So, 2x today I met those jerks. Now that I have 2 dogs (Remus is 2 and Griff is 6), if I see that someone is not going to control their dog automatically, I call out "can you get your dog". That usually works and if reassured that their dog is friendly, I say mine are in training or tell them that most dogs get defensive with 2 large male german shepherds circling them, so it is best if we dont play.....

So today jerk #1 doesnt get his dog...I ask again if he would get his dog. He just calls a few times. Mr Wiggles is now up in my face jumping on me while I am trying to walk away with my 2 leashed dogs who find Mr Wiggles interesting. Man at least mumbles 'Sorry'.
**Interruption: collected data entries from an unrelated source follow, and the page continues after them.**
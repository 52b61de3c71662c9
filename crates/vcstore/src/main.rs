use clap::{Parser, Subcommand};
use serde::Serialize;
use serde_json::Value;
use std::path::{Path, PathBuf};
use tracing::error;

use vcstore::{open_repository, FindFilter, RepositoryConfig, RootError, RootResult};
use vcstore_core::{Credential, CredentialId, Meta};

/// vcstore: store verifiable credentials and match them by example
#[derive(Parser, Debug)]
#[command(name = "vcstore", version, about, long_about = None)]
struct Cli {
    /// Path to config file
    #[arg(short, long, global = true)]
    config: Option<PathBuf>,

    /// Enable verbose logging
    #[arg(short, long, global = true)]
    verbose: bool,

    #[command(subcommand)]
    command: Commands,
}

#[derive(Subcommand, Debug)]
enum Commands {
    /// Write the default configuration file
    Init,

    /// Store a credential read from a JSON file ("-" for stdin)
    Insert {
        file: PathBuf,

        /// Credential this one was derived from
        #[arg(long)]
        parent_id: Option<String>,

        /// Whether wallets should display this credential
        #[arg(long)]
        displayable: Option<bool>,
    },

    /// Print the credential with the given id
    Get { id: String },

    /// List credentials, optionally filtered
    Find {
        /// Credential type; repeat for any of several types
        #[arg(long = "type")]
        types: Vec<String>,

        #[arg(long)]
        parent_id: Option<String>,

        #[arg(long)]
        displayable: Option<bool>,
    },

    /// Delete the credential with the given id
    Delete { id: String },

    /// Run a QueryByExample request read from a JSON file ("-" for stdin)
    Match { query: PathBuf },
}

fn init_tracing(verbose: bool) {
    use tracing_subscriber::EnvFilter;

    let filter = if verbose {
        EnvFilter::new("vcstore=debug,vcstore_vault=debug,vcstore_core=debug")
    } else {
        EnvFilter::try_from_default_env().unwrap_or_else(|_| EnvFilter::new("vcstore=info"))
    };

    // stdout carries the JSON results
    tracing_subscriber::fmt()
        .with_env_filter(filter)
        .with_target(false)
        .with_writer(std::io::stderr)
        .init();
}

fn config_path(path: Option<&PathBuf>) -> PathBuf {
    path.cloned()
        .unwrap_or_else(RepositoryConfig::default_config_path)
}

fn read_json(path: &Path) -> RootResult<Value> {
    let text = if path == Path::new("-") {
        std::io::read_to_string(std::io::stdin())?
    } else {
        std::fs::read_to_string(path)?
    };
    Ok(serde_json::from_str(&text)?)
}

fn print_json<T: Serialize>(value: &T) -> RootResult<()> {
    println!("{}", serde_json::to_string_pretty(value)?);
    Ok(())
}

#[tokio::main]
async fn main() {
    let cli = Cli::parse();
    init_tracing(cli.verbose);

    if let Err(e) = run(cli).await {
        match &e {
            RootError::Store(store_err) => error!(kind = store_err.kind(), "{}", e),
            _ => error!("{}", e),
        }
        std::process::exit(1);
    }
}

async fn run(cli: Cli) -> RootResult<()> {
    let path = config_path(cli.config.as_ref());
    let config = RepositoryConfig::load(&path)?;

    match cli.command {
        Commands::Init => {
            config.save(&path)?;
            println!("Configuration written to {}", path.display());
            Ok(())
        }
        Commands::Insert {
            file,
            parent_id,
            displayable,
        } => {
            let credential = Credential::new(read_json(&file)?);
            let meta = Meta {
                parent_id,
                displayable,
                ..Meta::default()
            };
            let repo = open_repository(&config).await?;
            print_json(&repo.insert(credential, Some(meta)).await?)
        }
        Commands::Get { id } => {
            let repo = open_repository(&config).await?;
            print_json(&repo.get(&CredentialId::new(id)).await?)
        }
        Commands::Find {
            types,
            parent_id,
            displayable,
        } => {
            let filter = FindFilter {
                types,
                parent_id,
                displayable,
            };
            let repo = open_repository(&config).await?;
            print_json(&repo.find(&filter).await?)
        }
        Commands::Delete { id } => {
            let repo = open_repository(&config).await?;
            let removed = repo.delete(&CredentialId::new(id)).await?;
            print_json(&serde_json::json!({ "deleted": removed }))
        }
        Commands::Match { query } => {
            let request = read_json(&query)?;
            let repo = open_repository(&config).await?;
            print_json(&repo.match_query(&request).await?)
        }
    }
}
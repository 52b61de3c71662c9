pub mod blind_index;
pub mod envelope;
pub mod error;
pub mod in_memory_backend;
pub mod key_hierarchy;
pub mod store;

#[cfg(feature = "sqlite")]
pub mod storage;

pub use blind_index::{BlindIndexTranslator, HmacTokenizer};
pub use envelope::EnvelopeCipher;
pub use error::*;
pub use in_memory_backend::InMemoryBackend;
pub use key_hierarchy::KeyHierarchy;
pub use store::DocumentStore;

#[cfg(feature = "sqlite")]
pub use storage::SqliteBackend;
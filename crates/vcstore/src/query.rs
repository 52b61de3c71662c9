//! Query-by-example compilation.
//!
//! A request names credential types and, optionally, trusted issuers per
//! query item. Each item compiles to one [`SubQuery`]: the `types × issuers`
//! cross product as a list of equality [`Candidate`]s, any one of which
//! satisfies the item. Nothing here touches storage; every shape error is
//! raised before a lookup is dispatched.

use serde::{Deserialize, Serialize};
use serde_json::{Map, Value};
use vcstore_core::{attr, Filter, OneOrMany, ProfileId, StoreError, StoreResult};

/// The only query type `match` understands.
pub const QUERY_BY_EXAMPLE: &str = "QueryByExample";

/// Which listed trusted issuers constrain a query item.
#[derive(Debug, Clone, Copy, Default, PartialEq, Eq, Serialize, Deserialize)]
#[serde(rename_all = "snake_case")]
pub enum IssuerPolicy {
    /// Every listed issuer is eligible, whatever its `required` flag.
    #[default]
    AnyListed,
    /// Only `required: true` issuers are eligible. An item with none is
    /// issuer-wildcard.
    RequiredOnly,
}

#[derive(Debug, Clone, PartialEq, Serialize, Deserialize)]
#[serde(rename_all = "camelCase")]
pub struct QueryByExample {
    pub credential_query: OneOrMany<CredentialQueryItem>,
}

#[derive(Debug, Clone, PartialEq, Serialize, Deserialize)]
#[serde(rename_all = "camelCase")]
pub struct CredentialQueryItem {
    pub example: Example,

    #[serde(default, skip_serializing_if = "Option::is_none")]
    pub trusted_issuer: Option<OneOrMany<TrustedIssuer>>,
}

#[derive(Debug, Clone, PartialEq, Serialize, Deserialize)]
pub struct Example {
    #[serde(rename = "type")]
    pub types: OneOrMany<String>,

    /// Other example attributes. Accepted, not matched on.
    #[serde(flatten)]
    pub extra: Map<String, Value>,
}

/// A trusted issuer entry as supplied. `id` is kept loose so a missing or
/// non-string id is reported as an unsupported shape, not a parse failure.
#[derive(Debug, Clone, Default, PartialEq, Serialize, Deserialize)]
pub struct TrustedIssuer {
    #[serde(default, skip_serializing_if = "Option::is_none")]
    pub id: Option<Value>,

    #[serde(default)]
    pub required: bool,
}

impl TrustedIssuer {
    pub fn new(id: impl Into<String>, required: bool) -> Self {
        Self {
            id: Some(Value::String(id.into())),
            required,
        }
    }

    fn issuer_id(&self) -> StoreResult<&str> {
        match &self.id {
            Some(Value::String(id)) if !id.is_empty() => Ok(id),
            Some(other) => Err(StoreError::NotSupported(format!(
                "trusted issuer id must be a non-empty string, got {}",
                other
            ))),
            None => Err(StoreError::NotSupported(
                "trusted issuer without an id is not supported".into(),
            )),
        }
    }
}

impl CredentialQueryItem {
    pub fn new(types: impl Into<OneOrMany<String>>) -> Self {
        Self {
            example: Example {
                types: types.into(),
                extra: Map::new(),
            },
            trusted_issuer: None,
        }
    }

    pub fn with_trusted_issuer(mut self, issuer: TrustedIssuer) -> Self {
        let mut issuers = self
            .trusted_issuer
            .take()
            .map(OneOrMany::into_vec)
            .unwrap_or_default();
        issuers.push(issuer);
        self.trusted_issuer = Some(OneOrMany::Many(issuers));
        self
    }
}

impl QueryByExample {
    pub fn new(items: Vec<CredentialQueryItem>) -> Self {
        Self {
            credential_query: OneOrMany::Many(items),
        }
    }

    /// Parse a raw `{type, credentialQuery}` request.
    ///
    /// `InvalidArgument` if the request or its `type` is missing,
    /// `UnsupportedQueryType` for any type other than `QueryByExample`,
    /// `Validation` if the body does not have the query-by-example shape.
    pub fn from_request(query: &Value) -> StoreResult<Self> {
        if query.is_null() {
            return Err(StoreError::InvalidArgument("query is required".into()));
        }
        match query.get("type") {
            None | Some(Value::Null) => {
                return Err(StoreError::InvalidArgument("query.type is required".into()))
            }
            Some(Value::String(t)) if t == QUERY_BY_EXAMPLE => {}
            Some(other) => {
                let name = other
                    .as_str()
                    .map(str::to_string)
                    .unwrap_or_else(|| other.to_string());
                return Err(StoreError::UnsupportedQueryType(name));
            }
        }

        serde_json::from_value(query.clone())
            .map_err(|e| StoreError::Validation(format!("malformed QueryByExample: {}", e)))
    }
}

/// One `(type, issuer?)` equality constraint. `issuer: None` matches any
/// issuer.
#[derive(Debug, Clone, PartialEq, Eq, Hash)]
pub struct Candidate {
    pub credential_type: String,
    pub issuer: Option<String>,
}

impl Candidate {
    /// Filter scoped to `profile`.
    pub fn to_filter(&self, profile: &ProfileId) -> Filter {
        let filter = Filter::new()
            .eq(attr::META_PROFILE_ID, profile.as_str())
            .eq(attr::CONTENT_TYPE, self.credential_type.as_str());
        match &self.issuer {
            Some(issuer) => filter.eq(attr::META_ISSUER, issuer.as_str()),
            None => filter,
        }
    }
}

/// The candidates compiled from one query item. A document satisfying any
/// candidate satisfies the item.
#[derive(Debug, Clone, PartialEq)]
pub struct SubQuery {
    pub candidates: Vec<Candidate>,
}

impl SubQuery {
    pub fn filters(&self, profile: &ProfileId) -> Vec<Filter> {
        self.candidates
            .iter()
            .map(|candidate| candidate.to_filter(profile))
            .collect()
    }
}

/// Sub-queries in request item order.
#[derive(Debug, Clone, PartialEq)]
pub struct CompiledQuery {
    pub sub_queries: Vec<SubQuery>,
}

impl CompiledQuery {
    pub fn candidate_count(&self) -> usize {
        self.sub_queries.iter().map(|s| s.candidates.len()).sum()
    }
}

#[derive(Debug, Clone, Copy, Default)]
pub struct QueryCompiler {
    policy: IssuerPolicy,
}

impl QueryCompiler {
    pub fn new(policy: IssuerPolicy) -> Self {
        Self { policy }
    }

    pub fn policy(&self) -> IssuerPolicy {
        self.policy
    }

    pub fn compile(&self, query: QueryByExample) -> StoreResult<CompiledQuery> {
        let sub_queries = query
            .credential_query
            .into_vec()
            .into_iter()
            .enumerate()
            .map(|(index, item)| self.compile_item(index, item))
            .collect::<StoreResult<Vec<_>>>()?;

        let compiled = CompiledQuery { sub_queries };
        tracing::debug!(
            items = compiled.sub_queries.len(),
            candidates = compiled.candidate_count(),
            policy = ?self.policy,
            "compiled query by example"
        );
        Ok(compiled)
    }

    fn compile_item(&self, index: usize, item: CredentialQueryItem) -> StoreResult<SubQuery> {
        let types = item.example.types.into_vec();
        if types.is_empty() {
            return Err(StoreError::Validation(format!(
                "credentialQuery[{}].example.type must name at least one type",
                index
            )));
        }
        if types.iter().any(String::is_empty) {
            return Err(StoreError::Validation(format!(
                "credentialQuery[{}].example.type must not contain empty types",
                index
            )));
        }

        let listed = item
            .trusted_issuer
            .map(OneOrMany::into_vec)
            .unwrap_or_default();

        // every listed entry is shape-checked, eligible or not
        let mut issuers = Vec::new();
        for trusted in &listed {
            let id = trusted.issuer_id()?;
            let eligible = match self.policy {
                IssuerPolicy::AnyListed => true,
                IssuerPolicy::RequiredOnly => trusted.required,
            };
            if eligible {
                issuers.push(id.to_string());
            }
        }

        let mut candidates: Vec<Candidate> = Vec::new();
        let mut push = |candidate: Candidate| {
            if !candidates.contains(&candidate) {
                candidates.push(candidate);
            }
        };
        for credential_type in &types {
            if issuers.is_empty() {
                push(Candidate {
                    credential_type: credential_type.clone(),
                    issuer: None,
                });
            }
            for issuer in &issuers {
                push(Candidate {
                    credential_type: credential_type.clone(),
                    issuer: Some(issuer.clone()),
                });
            }
        }

        Ok(SubQuery { candidates })
    }
}
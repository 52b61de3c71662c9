use thiserror::Error;

#[derive(Debug, Error)]
pub enum VaultError {
    #[error("key derivation error: {0}")]
    KeyDerivation(String),

    #[error("invalid key: {0}")]
    InvalidKey(String),

    #[error("encryption error: {0}")]
    Encryption(String),

    #[error("decryption error: {0}")]
    Decryption(String),

    #[error("storage error: {0}")]
    Storage(String),

    #[error("serialization error: {0}")]
    Serialization(String),
}

impl From<VaultError> for vcstore_core::StoreError {
    fn from(e: VaultError) -> Self {
        match e {
            VaultError::Storage(msg) => vcstore_core::StoreError::Backend(msg),
            VaultError::Serialization(msg) => vcstore_core::StoreError::Serialization(msg),
            other => vcstore_core::StoreError::Crypto(other.to_string()),
        }
    }
}

pub type VaultResult<T> = Result<T, VaultError>;
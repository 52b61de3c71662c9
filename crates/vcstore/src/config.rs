use serde::{Deserialize, Serialize};
use std::path::{Path, PathBuf};
use vcstore_vault::KeyHierarchy;

use crate::error::{RootError, RootResult};
use crate::executor::DEFAULT_MAX_CONCURRENCY;
use crate::query::IssuerPolicy;

/// Environment variable holding the hex-encoded 32-byte root key for
/// encrypted mode. The key is never read from or written to the config file.
pub const ROOT_KEY_ENV: &str = "VCSTORE_ROOT_KEY";

/// How documents are persisted.
#[derive(Debug, Clone, Copy, Default, Serialize, Deserialize, PartialEq, Eq)]
#[serde(rename_all = "lowercase")]
pub enum StorageMode {
    #[default]
    Plaintext,
    /// Sealed payload plus blind index entries.
    Encrypted,
}

#[derive(Debug, Clone, Serialize, Deserialize)]
pub struct StorageConfig {
    /// SQLite database file.
    #[serde(default = "default_storage_path")]
    pub path: PathBuf,

    #[serde(default)]
    pub mode: StorageMode,
}

fn default_storage_path() -> PathBuf {
    dirs_or_default(".vcstore/credentials.db")
}

impl Default for StorageConfig {
    fn default() -> Self {
        Self {
            path: default_storage_path(),
            mode: StorageMode::default(),
        }
    }
}

#[derive(Debug, Clone, Serialize, Deserialize)]
pub struct MatchingConfig {
    /// Sub-queries allowed in flight per `match` call.
    #[serde(default = "default_max_concurrency")]
    pub max_concurrency: usize,

    #[serde(default)]
    pub issuer_policy: IssuerPolicy,
}

fn default_max_concurrency() -> usize {
    DEFAULT_MAX_CONCURRENCY
}

impl Default for MatchingConfig {
    fn default() -> Self {
        Self {
            max_concurrency: default_max_concurrency(),
            issuer_policy: IssuerPolicy::default(),
        }
    }
}

/// Top-level configuration, loaded from TOML (typically
/// `~/.vcstore/config.toml`).
#[derive(Debug, Clone, Serialize, Deserialize)]
pub struct RepositoryConfig {
    /// Profile scope every stored document and query is bound to.
    #[serde(default = "default_profile_id")]
    pub profile_id: String,

    #[serde(default)]
    pub storage: StorageConfig,

    #[serde(default)]
    pub matching: MatchingConfig,
}

fn default_profile_id() -> String {
    "urn:profile:default".to_string()
}

/// Returns `$HOME/<suffix>` if HOME is available, otherwise `./<suffix>`.
fn dirs_or_default(suffix: &str) -> PathBuf {
    std::env::var("HOME")
        .map(|h| PathBuf::from(h).join(suffix))
        .unwrap_or_else(|_| PathBuf::from(suffix))
}

impl Default for RepositoryConfig {
    fn default() -> Self {
        Self {
            profile_id: default_profile_id(),
            storage: StorageConfig::default(),
            matching: MatchingConfig::default(),
        }
    }
}

impl RepositoryConfig {
    /// Load configuration from a TOML file. If the file does not exist,
    /// returns a default configuration.
    pub fn load(path: &Path) -> RootResult<Self> {
        if !path.exists() {
            return Ok(Self::default());
        }
        let contents = std::fs::read_to_string(path)?;
        let config: RepositoryConfig = toml::from_str(&contents)?;
        config.validate()?;
        Ok(config)
    }

    pub fn save(&self, path: &Path) -> RootResult<()> {
        let contents = toml::to_string_pretty(self)
            .map_err(|e| RootError::Config(format!("TOML serialize error: {}", e)))?;
        if let Some(parent) = path.parent() {
            std::fs::create_dir_all(parent)?;
        }
        std::fs::write(path, contents)?;
        Ok(())
    }

    pub fn validate(&self) -> RootResult<()> {
        if self.profile_id.trim().is_empty() {
            return Err(RootError::Config("profile_id must not be empty".into()));
        }
        if self.matching.max_concurrency == 0 {
            return Err(RootError::Config("max_concurrency must be > 0".into()));
        }
        if self.storage.path.as_os_str().is_empty() {
            return Err(RootError::Config("storage.path must not be empty".into()));
        }
        Ok(())
    }

    pub fn default_config_path() -> PathBuf {
        dirs_or_default(".vcstore/config.toml")
    }

    /// Root key for encrypted mode, from [`ROOT_KEY_ENV`].
    pub fn root_key_from_env() -> RootResult<KeyHierarchy> {
        let hex_key = std::env::var(ROOT_KEY_ENV).map_err(|_| {
            RootError::Config(format!("encrypted storage requires {} to be set", ROOT_KEY_ENV))
        })?;
        Ok(KeyHierarchy::from_hex(hex_key.trim())?)
    }
}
I walk another 10 mins and a huge lab crashes out of a side trail and comes barreling up. I see the owners, who make no effort to call their dog. My dogs had their toys and were trying to ignore the hysterically friendly attentions of the lab. I decide not to bother to leash, too late for control at this point. Owners say hi. I say Hi and try to keep walking in our direction. Owners are now walking in opposite direction (with out their dog!). Their dog is now leaping on me and plants a nice muddy paw on my rear. I say, in a somewhat annoyed voice "Awww, man. That is the second dog to jump on me today". 

Male owner gets furious and says something about how "we are all dog lovers and should have a nice day", and adds how he doesnt see a leash on my dogs. I (indignantly) say "yeah, and where are my dogs????? (who are next to me along with his goof). And I tell them to platz--which they do even with his dog romping around them. He sarcastically says "Well, good for you". And again indicates that I am a terrible dog lover for being annoyed that his dog jumped on me. Really?????? Your uncontrolled dog gets me muddy and I should just like it?????? Wow. Guess I am not a great 'dog lover'.....

I am still confuses as to why the man got mad at me because his dog jumped on me???


----------



## Brian Anderson (Dec 2, 2010)

jennifer they arent dog lovers they are dysfunctional enablers. i say "get your fu$&@ dog back before i stomp his ass" i couldnt give a rats ass what they say or how they feel. So if your a bad dog lover i am a real bonified MF'er lol.


----------



## Jennifer Michelson (Sep 20, 2006)

Hey Brian--wanna take a walk with me next time LOL!!


----------



## Brian Anderson (Dec 2, 2010)

Jennifer Michelson said:


> Hey Brian--wanna take a walk with me next time LOL!!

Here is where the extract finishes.